Monday, November 8, 2021

Learning the Art

 I have been thinking of this poem since I received it a couple of days ago. I do not quite understand the last line, but regardless, there is some good advice here. Learning to accept loss is important and helps keep bitterness at bay as we learn the art of compassion. Growing  accustomed to not having everything at our beck and call is a spiritual practice that helps us understand that often what seems to be a disaster is actually just a setback. Be gentle with that word disaster, and invite God into the empty places. If we can do that, we will find more than what we think we are looking for.   


The art of losing isn’t hard to master;
so many things seem filled with the intent
to be lost that their loss is no disaster.

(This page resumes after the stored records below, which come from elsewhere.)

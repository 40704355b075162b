//! Factory for creating the storage backend described by a provider entry.

use std::path::PathBuf;
use std::sync::Arc;

use savesync_core::config::{ProviderConfig, expand_env_vars};
use savesync_core::types::ProviderKind;
use savesync_keys::CredentialStore;

use crate::auth::AuthPrompt;
use crate::local::LocalFolderStorage;
use crate::null::NullStorage;
use crate::provider::CloudStorage;

/// Create a backend from its configuration entry.
///
/// Supported types:
/// - `"dropbox"`: requires `app_key` (compile with `dropbox` feature)
/// - `"google-drive"`: requires `client_id` (compile with `gdrive` feature)
/// - `"local-folder"`: requires `path`
/// - `"null"`: no settings
#[allow(unused_variables)]
pub fn build_storage(
    config: &ProviderConfig,
    credentials: Arc<CredentialStore>,
    prompt: Arc<dyn AuthPrompt>,
) -> anyhow::Result<Arc<dyn CloudStorage>> {
    match config.kind {
        ProviderKind::Null => Ok(Arc::new(NullStorage::new())),

        ProviderKind::LocalFolder => {
            let path = config
                .path
                .as_deref()
                .ok_or_else(|| anyhow::anyhow!("path required for local-folder provider"))?;
            let path = PathBuf::from(expand_env_vars(path));
            Ok(Arc::new(LocalFolderStorage::new(&path, "Local folder")))
        }

        #[cfg(feature = "dropbox")]
        ProviderKind::Dropbox => {
            let app_key = config
                .app_key
                .as_deref()
                .ok_or_else(|| anyhow::anyhow!("app_key required for dropbox provider"))?;
            Ok(Arc::new(crate::dropbox::DropboxStorage::new(
                app_key,
                config.app_secret.as_deref(),
                credentials,
                prompt,
            )))
        }

        #[cfg(not(feature = "dropbox"))]
        ProviderKind::Dropbox => {
            anyhow::bail!("dropbox feature not enabled. Recompile with --features dropbox")
        }

        #[cfg(feature = "gdrive")]
        ProviderKind::GoogleDrive => {
            let client_id = config
                .client_id
                .as_deref()
                .ok_or_else(|| anyhow::anyhow!("client_id required for google-drive provider"))?;
            Ok(Arc::new(crate::gdrive::GoogleDriveStorage::new(
                config.application_name.as_deref().unwrap_or("SaveSync"),
                client_id,
                config.client_secret.as_deref(),
                credentials,
                prompt,
            )))
        }

        #[cfg(not(feature = "gdrive"))]
        ProviderKind::GoogleDrive => {
            anyhow::bail!("gdrive feature not enabled. Recompile with --features gdrive")
        }
    }
}
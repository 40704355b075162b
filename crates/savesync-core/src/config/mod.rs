pub mod paths;

pub use paths::{AppPaths, expand_env_vars};

use crate::error::{Result, SaveSyncError};
use crate::types::{ArchiveMode, ProviderKind};
use serde::{Deserialize, Serialize};
use std::path::{Path, PathBuf};
use std::time::Duration;

/// Top-level SaveSync configuration stored as TOML.
#[derive(Debug, Clone, Serialize, Deserialize)]
pub struct SaveSyncConfig {
    #[serde(default)]
    pub sync: SyncSettings,
    pub game: GameSettings,
    #[serde(default)]
    pub timeouts: Timeouts,
    #[serde(default)]
    pub credentials: CredentialSettings,
    #[serde(default)]
    pub providers: Vec<ProviderConfig>,
}

/// User toggles, re-saved every time one of them changes.
#[derive(Debug, Clone, Serialize, Deserialize)]
pub struct SyncSettings {
    /// Restore from the cloud before launching the game.
    #[serde(default)]
    pub auto_restore: bool,
    /// Store to the cloud after the game exits.
    #[serde(default)]
    pub auto_store: bool,
    /// Number of remote revisions kept per provider after a store.
    #[serde(default = "default_revisions_to_keep")]
    pub revisions_to_keep: u32,
    /// Provider id that restores read from.
    #[serde(default)]
    pub restore_source: Option<String>,
    /// Provider ids that stores write to.
    #[serde(default)]
    pub store_targets: Vec<String>,
    /// Abort a restore when the local snapshot cannot be written.
    #[serde(default = "default_true")]
    pub require_local_backup: bool,
}

impl Default for SyncSettings {
    fn default() -> Self {
        Self {
            auto_restore: false,
            auto_store: false,
            revisions_to_keep: default_revisions_to_keep(),
            restore_source: None,
            store_targets: vec![],
            require_local_backup: true,
        }
    }
}

fn default_revisions_to_keep() -> u32 {
    5
}

fn default_true() -> bool {
    true
}

#[derive(Debug, Clone, Serialize, Deserialize)]
pub struct GameSettings {
    /// Display name, also used in status messages.
    pub name: String,
    /// Save directory; may contain environment variables.
    pub save_path: String,
    #[serde(default)]
    pub archive_mode: ArchiveMode,
    /// Remote folder revisions are stored under.
    #[serde(default = "default_remote_root")]
    pub remote_root: String,
    /// Executable name looked up by the process monitor.
    #[serde(default)]
    pub process_name: Option<String>,
    /// Program and arguments used to start the game.
    #[serde(default)]
    pub launch_command: Vec<String>,
}

fn default_remote_root() -> String {
    "/".to_string()
}

impl GameSettings {
    /// Save directory with environment variables expanded.
    pub fn resolved_save_path(&self) -> PathBuf {
        PathBuf::from(expand_env_vars(&self.save_path))
    }
}

/// Per-operation budgets, in seconds.
#[derive(Debug, Clone, Copy, Serialize, Deserialize)]
pub struct Timeouts {
    #[serde(default = "default_initialize_secs")]
    pub initialize_secs: u64,
    /// Budget for an explicit login, which may wait on the user's browser.
    #[serde(default = "default_login_secs")]
    pub login_secs: u64,
    #[serde(default = "default_list_secs")]
    pub list_secs: u64,
    #[serde(default = "default_download_secs")]
    pub download_secs: u64,
    #[serde(default = "default_upload_secs")]
    pub upload_secs: u64,
    /// Budget for a single file; batches derive theirs from it.
    #[serde(default = "default_delete_secs")]
    pub delete_secs: u64,
    #[serde(default = "default_game_start_secs")]
    pub game_start_secs: u64,
}

impl Default for Timeouts {
    fn default() -> Self {
        Self {
            initialize_secs: default_initialize_secs(),
            login_secs: default_login_secs(),
            list_secs: default_list_secs(),
            download_secs: default_download_secs(),
            upload_secs: default_upload_secs(),
            delete_secs: default_delete_secs(),
            game_start_secs: default_game_start_secs(),
        }
    }
}

fn default_initialize_secs() -> u64 {
    30
}

fn default_login_secs() -> u64 {
    300
}

fn default_list_secs() -> u64 {
    20
}

fn default_download_secs() -> u64 {
    30
}

fn default_upload_secs() -> u64 {
    60
}

fn default_delete_secs() -> u64 {
    20
}

fn default_game_start_secs() -> u64 {
    20
}

impl Timeouts {
    pub fn initialize(&self) -> Duration {
        Duration::from_secs(self.initialize_secs)
    }

    pub fn login(&self) -> Duration {
        Duration::from_secs(self.login_secs)
    }

    pub fn list(&self) -> Duration {
        Duration::from_secs(self.list_secs)
    }

    pub fn download(&self) -> Duration {
        Duration::from_secs(self.download_secs)
    }

    pub fn upload(&self) -> Duration {
        Duration::from_secs(self.upload_secs)
    }

    pub fn delete(&self) -> Duration {
        Duration::from_secs(self.delete_secs)
    }

    pub fn game_start(&self) -> Duration {
        Duration::from_secs(self.game_start_secs)
    }
}

#[derive(Debug, Clone, Serialize, Deserialize)]
pub struct CredentialSettings {
    /// How token values are protected on disk ("local" or "plain").
    #[serde(default = "default_protection")]
    pub protection: String,
}

impl Default for CredentialSettings {
    fn default() -> Self {
        Self {
            protection: default_protection(),
        }
    }
}

fn default_protection() -> String {
    "local".to_string()
}

/// Application credentials for one backend.
#[derive(Debug, Clone, Serialize, Deserialize)]
pub struct ProviderConfig {
    #[serde(rename = "type")]
    pub kind: ProviderKind,
    /// Dropbox app key.
    #[serde(default)]
    pub app_key: Option<String>,
    /// Dropbox app secret.
    #[serde(default)]
    pub app_secret: Option<String>,
    /// Google OAuth client id.
    #[serde(default)]
    pub client_id: Option<String>,
    /// Google OAuth client secret.
    #[serde(default)]
    pub client_secret: Option<String>,
    #[serde(default)]
    pub application_name: Option<String>,
    /// Target directory for the local-folder backend.
    #[serde(default)]
    pub path: Option<String>,
    /// Overrides `game.remote_root` for this backend.
    #[serde(default)]
    pub remote_root: Option<String>,
}

impl ProviderConfig {
    pub fn new(kind: ProviderKind) -> Self {
        Self {
            kind,
            app_key: None,
            app_secret: None,
            client_id: None,
            client_secret: None,
            application_name: None,
            path: None,
            remote_root: None,
        }
    }
}

impl SaveSyncConfig {
    /// Load config from a TOML file.
    pub fn load(path: &Path) -> Result<Self> {
        if !path.exists() {
            return Err(SaveSyncError::ConfigNotFound(path.display().to_string()));
        }
        let content = std::fs::read_to_string(path)?;
        let config: Self =
            toml::from_str(&content).map_err(|e| SaveSyncError::TomlDe(e.to_string()))?;
        config.validate()?;
        Ok(config)
    }

    /// Load config, writing defaults when the file is absent or unreadable.
    pub fn load_or_default(path: &Path, base_dir: &Path) -> Result<Self> {
        match Self::load(path) {
            Ok(config) => Ok(config),
            Err(e) => {
                if path.exists() {
                    tracing::warn!(path = %path.display(), error = %e, "Unreadable configuration, recreating defaults");
                }
                let config = Self::default_config(base_dir);
                config.save(path)?;
                Ok(config)
            }
        }
    }

    /// Save config to a TOML file.
    pub fn save(&self, path: &Path) -> Result<()> {
        let content =
            toml::to_string_pretty(self).map_err(|e| SaveSyncError::TomlSer(e.to_string()))?;
        if let Some(parent) = path.parent() {
            std::fs::create_dir_all(parent)?;
        }
        std::fs::write(path, content)?;
        Ok(())
    }

    pub fn validate(&self) -> Result<()> {
        if self.sync.revisions_to_keep == 0 {
            return Err(SaveSyncError::Config(
                "revisions_to_keep must be at least 1".to_string(),
            ));
        }
        if self.game.save_path.trim().is_empty() {
            return Err(SaveSyncError::Config("game.save_path is empty".to_string()));
        }
        let mut seen = std::collections::HashSet::new();
        for p in &self.providers {
            if !seen.insert(p.kind) {
                return Err(SaveSyncError::Config(format!(
                    "provider '{}' is configured more than once",
                    p.kind
                )));
            }
        }
        Ok(())
    }

    /// Default config for `savesync init`.
    ///
    /// Ships with a local-folder provider selected as both restore source and
    /// store target so the selection starts out valid.
    pub fn default_config(base_dir: &Path) -> Self {
        let mut local = ProviderConfig::new(ProviderKind::LocalFolder);
        local.path = Some(base_dir.join("cloud").display().to_string());
        let local_id = ProviderKind::LocalFolder.id().to_string();

        Self {
            sync: SyncSettings {
                restore_source: Some(local_id.clone()),
                store_targets: vec![local_id],
                ..SyncSettings::default()
            },
            game: GameSettings {
                name: "Dark Souls III".to_string(),
                save_path: default_save_path(),
                archive_mode: ArchiveMode::Subfolders,
                remote_root: default_remote_root(),
                process_name: Some("DarkSoulsIII".to_string()),
                launch_command: vec![],
            },
            timeouts: Timeouts::default(),
            credentials: CredentialSettings::default(),
            providers: vec![local],
        }
    }

    /// Resolve the config file path: `<base_dir>/savesync.toml`
    pub fn default_path(base_dir: &Path) -> PathBuf {
        base_dir.join("savesync.toml")
    }

    /// Resolve the default savesync home directory: `~/.savesync`
    pub fn default_base_dir() -> Result<PathBuf> {
        dirs::home_dir()
            .map(|h| h.join(".savesync"))
            .ok_or_else(|| SaveSyncError::Config("Cannot determine home directory".to_string()))
    }

    pub fn provider(&self, kind: ProviderKind) -> Option<&ProviderConfig> {
        self.providers.iter().find(|p| p.kind == kind)
    }

    /// Remote root for `kind`, falling back to the game-wide one.
    pub fn remote_root_for(&self, kind: ProviderKind) -> &str {
        self.provider(kind)
            .and_then(|p| p.remote_root.as_deref())
            .unwrap_or(&self.game.remote_root)
    }
}

fn default_save_path() -> String {
    if cfg!(windows) {
        "%APPDATA%/DarkSoulsIII".to_string()
    } else {
        "~/.local/share/DarkSoulsIII".to_string()
    }
}
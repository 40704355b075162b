//! Background detection of the game process.

use std::sync::Arc;
use std::sync::atomic::{AtomicBool, Ordering};
use std::time::Duration;

use tokio::sync::broadcast;
use tokio::task::JoinHandle;
use tokio_util::sync::CancellationToken;

/// Poll interval of the process monitor.
pub const POLL_INTERVAL: Duration = Duration::from_secs(1);

/// Transition of the game process.
#[derive(Debug, Clone, Copy, PartialEq, Eq)]
pub enum GameEvent {
    Started,
    Stopped,
}

/// Answers whether a process with the given name is running.
pub trait ProcessProbe: Send + Sync {
    fn is_running(&self, process_name: &str) -> bool;
}

/// Probe backed by the platform process listing tool (`pgrep` or `tasklist`).
#[derive(Debug, Default, Clone, Copy)]
pub struct SystemProbe;

impl ProcessProbe for SystemProbe {
    #[cfg(windows)]
    fn is_running(&self, process_name: &str) -> bool {
        let image = format!("{process_name}.exe");
        std::process::Command::new("tasklist")
            .args(["/NH", "/FI", &format!("IMAGENAME eq {image}")])
            .output()
            .map(|out| {
                String::from_utf8_lossy(&out.stdout)
                    .to_lowercase()
                    .contains(&image.to_lowercase())
            })
            .unwrap_or(false)
    }

    #[cfg(not(windows))]
    fn is_running(&self, process_name: &str) -> bool {
        std::process::Command::new("pgrep")
            .args(["-x", process_name])
            .output()
            .map(|out| out.status.success())
            .unwrap_or(false)
    }
}

/// Polls a [`ProcessProbe`] and broadcasts start/stop transitions until the
/// shutdown token fires.
pub struct GameMonitor {
    events: broadcast::Sender<GameEvent>,
    running: Arc<AtomicBool>,
    handle: JoinHandle<()>,
}

impl GameMonitor {
    pub fn spawn(
        probe: Arc<dyn ProcessProbe>,
        process_name: &str,
        interval: Duration,
        shutdown: CancellationToken,
    ) -> Self {
        let (events, _) = broadcast::channel(16);
        let running = Arc::new(AtomicBool::new(false));

        let handle = tokio::spawn(poll_loop(
            probe,
            process_name.to_string(),
            interval,
            shutdown,
            events.clone(),
            running.clone(),
        ));

        Self {
            events,
            running,
            handle,
        }
    }

    /// Receive transitions from now on.
    pub fn subscribe(&self) -> broadcast::Receiver<GameEvent> {
        self.events.subscribe()
    }

    pub fn is_running(&self) -> bool {
        self.running.load(Ordering::Acquire)
    }

    /// Wait for the loop to exit after its shutdown token fired.
    pub async fn join(self) {
        if let Err(e) = self.handle.await {
            tracing::warn!(error = %e, "Game monitor task failed");
        }
    }
}

async fn poll_loop(
    probe: Arc<dyn ProcessProbe>,
    process_name: String,
    interval: Duration,
    shutdown: CancellationToken,
    events: broadcast::Sender<GameEvent>,
    running: Arc<AtomicBool>,
) {
    tracing::debug!(process = %process_name, "Game monitor started");
    loop {
        tokio::select! {
            biased;
            _ = shutdown.cancelled() => break,
            _ = tokio::time::sleep(interval) => {}
        }

        let check = {
            let probe = probe.clone();
            let name = process_name.clone();
            tokio::task::spawn_blocking(move || probe.is_running(&name)).await
        };
        let now_running = match check {
            Ok(found) => found,
            Err(e) => {
                tracing::warn!(error = %e, "Process probe failed");
                continue;
            }
        };

        let was_running = running.swap(now_running, Ordering::AcqRel);
        let event = match (was_running, now_running) {
            (false, true) => GameEvent::Started,
            (true, false) => GameEvent::Stopped,
            _ => continue,
        };
        tracing::info!(process = %process_name, ?event, "Game process transition");
        // No receivers is fine; nobody is waiting on the game.
        let _ = events.send(event);
    }
    tracing::debug!(process = %process_name, "Game monitor stopped");
}

#[cfg(test)]
mod tests {
    use super::*;

    struct Flag(AtomicBool);

    impl ProcessProbe for Flag {
        fn is_running(&self, _: &str) -> bool {
            self.0.load(Ordering::Acquire)
        }
    }

    #[tokio::test]
    async fn emits_transitions_and_stops() {
        let probe = Arc::new(Flag(AtomicBool::new(false)));
        let shutdown = CancellationToken::new();
        let monitor = GameMonitor::spawn(
            probe.clone(),
            "game",
            Duration::from_millis(10),
            shutdown.clone(),
        );
        let mut events = monitor.subscribe();

        probe.0.store(true, Ordering::Release);
        assert_eq!(events.recv().await.unwrap(), GameEvent::Started);
        assert!(monitor.is_running());

        probe.0.store(false, Ordering::Release);
        assert_eq!(events.recv().await.unwrap(), GameEvent::Stopped);

        shutdown.cancel();
        tokio::time::timeout(Duration::from_secs(5), monitor.join())
            .await
            .unwrap();
    }
}
pub mod archive;
pub mod backups;
pub mod config;
pub mod error;
pub mod revision;
pub mod types;
use savesync_core::error::SaveSyncError;
use savesync_storage::StorageError;

#[derive(Debug, thiserror::Error)]
pub enum EngineError {
    #[error("Unknown provider: {0}")]
    UnknownProvider(String),

    #[error("Configuration error: {0}")]
    Config(String),

    #[error("Cannot persist configuration: {0}")]
    Persist(#[source] SaveSyncError),

    #[error("Game launch failed: {0}")]
    Launch(String),

    #[error(transparent)]
    SaveData(#[from] SaveSyncError),

    #[error(transparent)]
    Storage(#[from] StorageError),

    #[error("Background task failed: {0}")]
    Join(#[from] tokio::task::JoinError),
}

pub type Result<T> = std::result::Result<T, EngineError>;
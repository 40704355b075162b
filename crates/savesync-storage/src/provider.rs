use std::sync::Mutex;
use std::time::Duration;

use async_trait::async_trait;
use savesync_core::types::{ProviderKind, RemoteFileInfo};
use tokio_util::sync::CancellationToken;

use crate::budget::{batch_timeout, bounded};
use crate::error::{Result, StorageError};

/// Lifecycle of a provider instance.
///
/// `Uninitialized -> Authenticating -> Ready | Failed`. `Failed` is left only
/// by calling `initialize` again.
#[derive(Debug, Clone, Copy, PartialEq, Eq)]
pub enum ProviderState {
    Uninitialized,
    Authenticating,
    Ready,
    Failed,
}

impl std::fmt::Display for ProviderState {
    fn fmt(&self, f: &mut std::fmt::Formatter<'_>) -> std::fmt::Result {
        let s = match self {
            ProviderState::Uninitialized => "uninitialized",
            ProviderState::Authenticating => "authenticating",
            ProviderState::Ready => "ready",
            ProviderState::Failed => "failed",
        };
        f.write_str(s)
    }
}

/// Shared state holder used by every backend.
#[derive(Debug)]
pub struct StateCell {
    state: Mutex<ProviderState>,
}

impl Default for StateCell {
    fn default() -> Self {
        Self {
            state: Mutex::new(ProviderState::Uninitialized),
        }
    }
}

impl StateCell {
    pub fn get(&self) -> ProviderState {
        *self.state.lock().unwrap_or_else(|e| e.into_inner())
    }

    pub fn set(&self, state: ProviderState) {
        *self.state.lock().unwrap_or_else(|e| e.into_inner()) = state;
    }

    /// Enter `Authenticating`. The attempt ends in `Failed` unless
    /// [`AuthAttempt::succeed`] is called, including when the initializing
    /// future is dropped by a timeout or cancellation.
    pub fn begin_authentication(&self) -> AuthAttempt<'_> {
        self.set(ProviderState::Authenticating);
        AuthAttempt {
            cell: self,
            succeeded: false,
        }
    }

    /// Fail fast unless the provider reached `Ready`.
    pub fn ensure_ready(&self, name: &str) -> Result<()> {
        match self.get() {
            ProviderState::Ready => Ok(()),
            _ => Err(StorageError::NotInitialized(name.to_string())),
        }
    }
}

/// An authentication in progress; see [`StateCell::begin_authentication`].
pub struct AuthAttempt<'a> {
    cell: &'a StateCell,
    succeeded: bool,
}

impl AuthAttempt<'_> {
    pub fn succeed(mut self) {
        self.succeeded = true;
        self.cell.set(ProviderState::Ready);
    }
}

impl Drop for AuthAttempt<'_> {
    fn drop(&mut self) {
        if !self.succeeded {
            self.cell.set(ProviderState::Failed);
        }
    }
}

/// Trait for cloud storage backends holding save-data revisions.
///
/// Every operation other than `initialize` and `dispose` fails with
/// [`StorageError::NotInitialized`] until `initialize` succeeded.
#[async_trait]
pub trait CloudStorage: Send + Sync {
    /// Concrete backend kind.
    fn kind(&self) -> ProviderKind;

    /// Stable identifier matching configuration entries and credential files.
    fn id(&self) -> &'static str {
        self.kind().id()
    }

    /// Provider name for display.
    fn name(&self) -> &str;

    fn state(&self) -> ProviderState;

    /// Authenticate, running the interactive flow when no usable stored
    /// credential exists.
    async fn initialize(&self, cancel: &CancellationToken) -> Result<()>;

    /// Archive entries under `path`. A missing folder yields an empty list.
    async fn list_files(
        &self,
        path: &str,
        cancel: &CancellationToken,
    ) -> Result<Vec<RemoteFileInfo>>;

    async fn download(&self, file: &RemoteFileInfo, cancel: &CancellationToken)
    -> Result<Vec<u8>>;

    /// Write `data` at `remote_filename`, replacing whatever is there.
    async fn upload(
        &self,
        remote_filename: &str,
        data: Vec<u8>,
        cancel: &CancellationToken,
    ) -> Result<bool>;

    /// Delete one revision. Returns `false` when the backend reports that the
    /// object it removed is not the one identified by `file`.
    async fn delete(&self, file: &RemoteFileInfo, cancel: &CancellationToken) -> Result<bool>;

    /// Delete several revisions under one aggregate budget derived from
    /// `per_file_timeout`. Returns `true` only if every deletion succeeded.
    ///
    /// The default deletes one file after the other.
    async fn delete_many(
        &self,
        files: &[RemoteFileInfo],
        per_file_timeout: Duration,
        cancel: &CancellationToken,
    ) -> Result<bool> {
        if self.state() != ProviderState::Ready {
            return Err(StorageError::NotInitialized(self.name().to_string()));
        }
        if files.is_empty() {
            return Ok(true);
        }

        let budget = batch_timeout(per_file_timeout, files.len());
        bounded("delete batch", budget, cancel, async {
            let mut all = true;
            for file in files {
                if !self.delete(file, cancel).await? {
                    tracing::warn!(provider = self.id(), file = %file, "Deletion not confirmed");
                    all = false;
                }
            }
            Ok(all)
        })
        .await
    }

    /// Release network or session resources. Idempotent.
    async fn dispose(&self);
}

Lose something every day. Accept the fluster
of lost door keys, the hour badly spent.
The art of losing isn’t hard to master.

Then practice losing farther, losing faster:
places, and names, and where it was you meant
to travel. None of these will bring disaster.

I lost my mother’s watch. And look! my last, or
next-to-last, of three loved houses went.
The art of losing isn’t hard to master.

I lost two cities, lovely ones. And, vaster,
some realms I owned, two rivers, a continent.
I miss them, but it wasn’t a disaster.

—Even losing you (the joking voice, a gesture
I love) I shan’t have lied. It’s evident
the art of losing’s not too hard to master
though it may look like (Write it!) like disaster.

"One Art" by  Elizabeth Bishop  






   

photograph: San Leandro, October 2021. Our neighborhood persimmon trees are not as heavy laden as I have seen in the past. I think it has just been too dry. Something I must learn to hold lightly.